### Information shown
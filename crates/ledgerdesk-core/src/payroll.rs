//! Payroll slips with typed allowance and deduction lines

use chrono::NaiveDate;
use serde::{Deserialize, Serialize};

/// Named allowance or deduction amount
#[derive(Debug, Clone, PartialEq, Serialize, Deserialize)]
pub struct AdjustmentLine {
    pub name: String,
    pub amount: f64,
}

impl AdjustmentLine {
    pub fn new(name: impl Into<String>, amount: f64) -> Self {
        Self {
            name: name.into(),
            amount,
        }
    }
}

/// Problem found on a payroll slip
#[derive(Debug, Clone, PartialEq, Serialize)]
#[serde(tag = "kind", rename_all = "snake_case")]
pub enum PayrollIssue {
    MissingEmployee,
    InvalidSalary,
    /// `list` is "allowances" or "deductions", `index` is 1-based
    UnnamedAdjustment { list: &'static str, index: usize },
    InvalidAdjustment { list: &'static str, index: usize },
}

impl std::fmt::Display for PayrollIssue {
    fn fmt(&self, f: &mut std::fmt::Formatter<'_>) -> std::fmt::Result {
        match self {
            PayrollIssue::MissingEmployee => write!(f, "employee is required"),
            PayrollIssue::InvalidSalary => write!(f, "basic salary must be a non-negative number"),
            PayrollIssue::UnnamedAdjustment { list, index } => write!(f, "{} line {} has no name", list, index),
            PayrollIssue::InvalidAdjustment { list, index } => {
                write!(f, "{} line {} must be a non-negative number", list, index)
            }
        }
    }
}

/// Monthly payroll slip for one employee
#[derive(Debug, Clone, PartialEq, Serialize, Deserialize)]
pub struct PayrollSlip {
    pub employee_id: String,
    /// First day of the paid month
    pub period: NaiveDate,
    pub basic_salary: f64,
    #[serde(default)]
    pub allowances: Vec<AdjustmentLine>,
    #[serde(default)]
    pub deductions: Vec<AdjustmentLine>,
}

impl PayrollSlip {
    pub fn new(employee_id: impl Into<String>, period: NaiveDate, basic_salary: f64) -> Self {
        Self {
            employee_id: employee_id.into(),
            period,
            basic_salary,
            allowances: Vec::new(),
            deductions: Vec::new(),
        }
    }

    pub fn with_allowance(mut self, name: impl Into<String>, amount: f64) -> Self {
        self.allowances.push(AdjustmentLine::new(name, amount));
        self
    }

    pub fn with_deduction(mut self, name: impl Into<String>, amount: f64) -> Self {
        self.deductions.push(AdjustmentLine::new(name, amount));
        self
    }

    pub fn total_allowances(&self) -> f64 {
        self.allowances.iter().map(|l| l.amount).sum()
    }

    pub fn total_deductions(&self) -> f64 {
        self.deductions.iter().map(|l| l.amount).sum()
    }

    /// Basic salary plus allowances
    pub fn gross_pay(&self) -> f64 {
        self.basic_salary + self.total_allowances()
    }

    /// Gross pay less deductions; may go negative when deductions exceed pay
    pub fn net_pay(&self) -> f64 {
        self.gross_pay() - self.total_deductions()
    }

    pub fn validate(&self) -> Vec<PayrollIssue> {
        let mut issues = Vec::new();
        let valid = |v: f64| v.is_finite() && v >= 0.0;

        if self.employee_id.trim().is_empty() {
            issues.push(PayrollIssue::MissingEmployee);
        }
        if !valid(self.basic_salary) {
            issues.push(PayrollIssue::InvalidSalary);
        }

        for (list, lines) in [("allowances", &self.allowances), ("deductions", &self.deductions)] {
            for (i, line) in lines.iter().enumerate() {
                if line.name.trim().is_empty() {
                    issues.push(PayrollIssue::UnnamedAdjustment { list, index: i + 1 });
                }
                if !valid(line.amount) {
                    issues.push(PayrollIssue::InvalidAdjustment { list, index: i + 1 });
                }
            }
        }
        issues
    }
}

#[cfg(test)]
mod tests {
    use super::*;

    fn march() -> NaiveDate {
        NaiveDate::from_ymd_opt(2024, 3, 1).unwrap()
    }

    #[test]
    fn test_net_pay() {
        let slip = PayrollSlip::new("emp-1", march(), 8000.0)
            .with_allowance("Housing", 2000.0)
            .with_allowance("Transport", 500.0)
            .with_deduction("Social insurance", 975.0);

        assert_eq!(slip.gross_pay(), 10500.0);
        assert_eq!(slip.total_deductions(), 975.0);
        assert_eq!(slip.net_pay(), 9525.0);
        assert!(slip.validate().is_empty());
    }

    #[test]
    fn test_no_adjustments() {
        let slip = PayrollSlip::new("emp-1", march(), 4000.0);
        assert_eq!(slip.net_pay(), 4000.0);
    }

    #[test]
    fn test_validate_reports_every_problem() {
        let slip = PayrollSlip::new(" ", march(), f64::NAN)
            .with_allowance("", 10.0)
            .with_deduction("Loan", -5.0);
        let issues = slip.validate();

        assert_eq!(
            issues,
            vec![
                PayrollIssue::MissingEmployee,
                PayrollIssue::InvalidSalary,
                PayrollIssue::UnnamedAdjustment {
                    list: "allowances",
                    index: 1
                },
                PayrollIssue::InvalidAdjustment {
                    list: "deductions",
                    index: 1
                },
            ]
        );
        assert_eq!(issues[3].to_string(), "deductions line 1 must be a non-negative number");
    }

    #[test]
    fn test_deserialize_adjustments() {
        let slip: PayrollSlip = serde_json::from_str(
            r#"{"employee_id":"e","period":"2024-03-01","basic_salary":100,"allowances":[{"name":"Bonus","amount":20}]}"#,
        )
        .unwrap();
        assert!(slip.deductions.is_empty());
        assert_eq!(slip.gross_pay(), 120.0);
    }
}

### Exercise instructions
The listing above is to be transcribed in full, with no line omitted.

### Answer box
filename crates/ledgerdesk-core/src/payroll.rs
//! Payroll slips with typed allowance and deduction lines

use chrono::NaiveDate;
use serde::{Deserialize, Serialize};

/// Named allowance or deduction amount
#[derive(Debug, Clone, PartialEq, Serialize, Deserialize)]
pub struct AdjustmentLine {
    pub name: String,
    pub amount: f64,
}

impl AdjustmentLine {
    pub fn new(name: impl Into<String>, amount: f64) -> Self {
        Self {
            name: name.into(),
            amount,
        }
    }
}

/// Problem found on a payroll slip
#[derive(Debug, Clone, PartialEq, Serialize)]
#[serde(tag = "kind", rename_all = "snake_case")]
pub enum PayrollIssue {
    MissingEmployee,
    InvalidSalary,
    /// `list` is "allowances" or "deductions", `index` is 1-based
    UnnamedAdjustment { list: &'static str, index: usize },
    InvalidAdjustment { list: &'static str, index: usize },
}

impl std::fmt::Display for PayrollIssue {
    fn fmt(&self, f: &mut std::fmt::Formatter<'_>) -> std::fmt::Result {
        match self {
            PayrollIssue::MissingEmployee => write!(f, "employee is required"),
            PayrollIssue::InvalidSalary => write!(f, "basic salary must be a non-negative number"),
            PayrollIssue::UnnamedAdjustment { list, index } => write!(f, "{} line {} has no name", list, index),
            PayrollIssue::InvalidAdjustment { list, index } => {
                write!(f, "{} line {} must be a non-negative number", list, index)
            }
        }
    }
}

/// Monthly payroll slip for one employee
#[derive(Debug, Clone, PartialEq, Serialize, Deserialize)]
pub struct PayrollSlip {
    pub employee_id: String,
    /// First day of the paid month
    pub period: NaiveDate,
    pub basic_salary: f64,
    #[serde(default)]
    pub allowances: Vec<AdjustmentLine>,
    #[serde(default)]
    pub deductions: Vec<AdjustmentLine>,
}

impl PayrollSlip {
    pub fn new(employee_id: impl Into<String>, period: NaiveDate, basic_salary: f64) -> Self {
        Self {
            employee_id: employee_id.into(),
            period,
            basic_salary,
            allowances: Vec::new(),
            deductions: Vec::new(),
        }
    }

    pub fn with_allowance(mut self, name: impl Into<String>, amount: f64) -> Self {
        self.allowances.push(AdjustmentLine::new(name, amount));
        self
    }

    pub fn with_deduction(mut self, name: impl Into<String>, amount: f64) -> Self {
        self.deductions.push(AdjustmentLine::new(name, amount));
        self
    }

    pub fn total_allowances(&self) -> f64 {
        self.allowances.iter().map(|l| l.amount).sum()
    }

    pub fn total_deductions(&self) -> f64 {
        self.deductions.iter().map(|l| l.amount).sum()
    }

    /// Basic salary plus allowances
    pub fn gross_pay(&self) -> f64 {
        self.basic_salary + self.total_allowances()
    }

    /// Gross pay less deductions; may go negative when deductions exceed pay
    pub fn net_pay(&self) -> f64 {
        self.gross_pay() - self.total_deductions()
    }

    pub fn validate(&self) -> Vec<PayrollIssue> {
        let mut issues = Vec::new();
        let valid = |v: f64| v.is_finite() && v >= 0.0;

        if self.employee_id.trim().is_empty() {
            issues.push(PayrollIssue::MissingEmployee);
        }
        if !valid(self.basic_salary) {
            issues.push(PayrollIssue::InvalidSalary);
        }

        for (list, lines) in [("allowances", &self.allowances), ("deductions", &self.deductions)] {
            for (i, line) in lines.iter().enumerate() {
                if line.name.trim().is_empty() {
                    issues.push(PayrollIssue::UnnamedAdjustment { list, index: i + 1 });
                }
                if !valid(line.amount) {
                    issues.push(PayrollIssue::InvalidAdjustment { list, index: i + 1 });
                }
            }
        }
        issues
    }
}

#[cfg(test)]
mod tests {
    use super::*;

    fn march() -> NaiveDate {
        NaiveDate::from_ymd_opt(2024, 3, 1).unwrap()
    }

    #[test]
    fn test_net_pay() {
        let slip = PayrollSlip::new("emp-1", march(), 8000.0)
            .with_allowance("Housing", 2000.0)
            .with_allowance("Transport", 500.0)
            .with_deduction("Social insurance", 975.0);

        assert_eq!(slip.gross_pay(), 10500.0);
        assert_eq!(slip.total_deductions(), 975.0);
        assert_eq!(slip.net_pay(), 9525.0);
        assert!(slip.validate().is_empty());
    }

    #[test]
    fn test_no_adjustments() {
        let slip = PayrollSlip::new("emp-1", march(), 4000.0);
        assert_eq!(slip.net_pay(), 4000.0);
    }

    #[test]
    fn test_validate_reports_every_problem() {
        let slip = PayrollSlip::new(" ", march(), f64::NAN)
            .with_allowance("", 10.0)
            .with_deduction("Loan", -5.0);
        let issues = slip.validate();

        assert_eq!(
            issues,
            vec![
                PayrollIssue::MissingEmployee,
                PayrollIssue::InvalidSalary,
                PayrollIssue::UnnamedAdjustment {
                    list: "allowances",
                    index: 1
                },
                PayrollIssue::InvalidAdjustment {
                    list: "deductions",
                    index: 1
                },
            ]
        );
        assert_eq!(issues[3].to_string(), "deductions line 1 must be a non-negative number");
    }

    #[test]
    fn test_deserialize_adjustments() {
        let slip: PayrollSlip = serde_json::from_str(
            r#"{"employee_id":"e","period":"2024-03-01","basic_salary":100,"allowances":[{"name":"Bonus","amount":20}]}"#,
        )
        .unwrap();
        assert!(slip.deductions.is_empty());
        assert_eq!(slip.gross_pay(), 120.0);
    }
}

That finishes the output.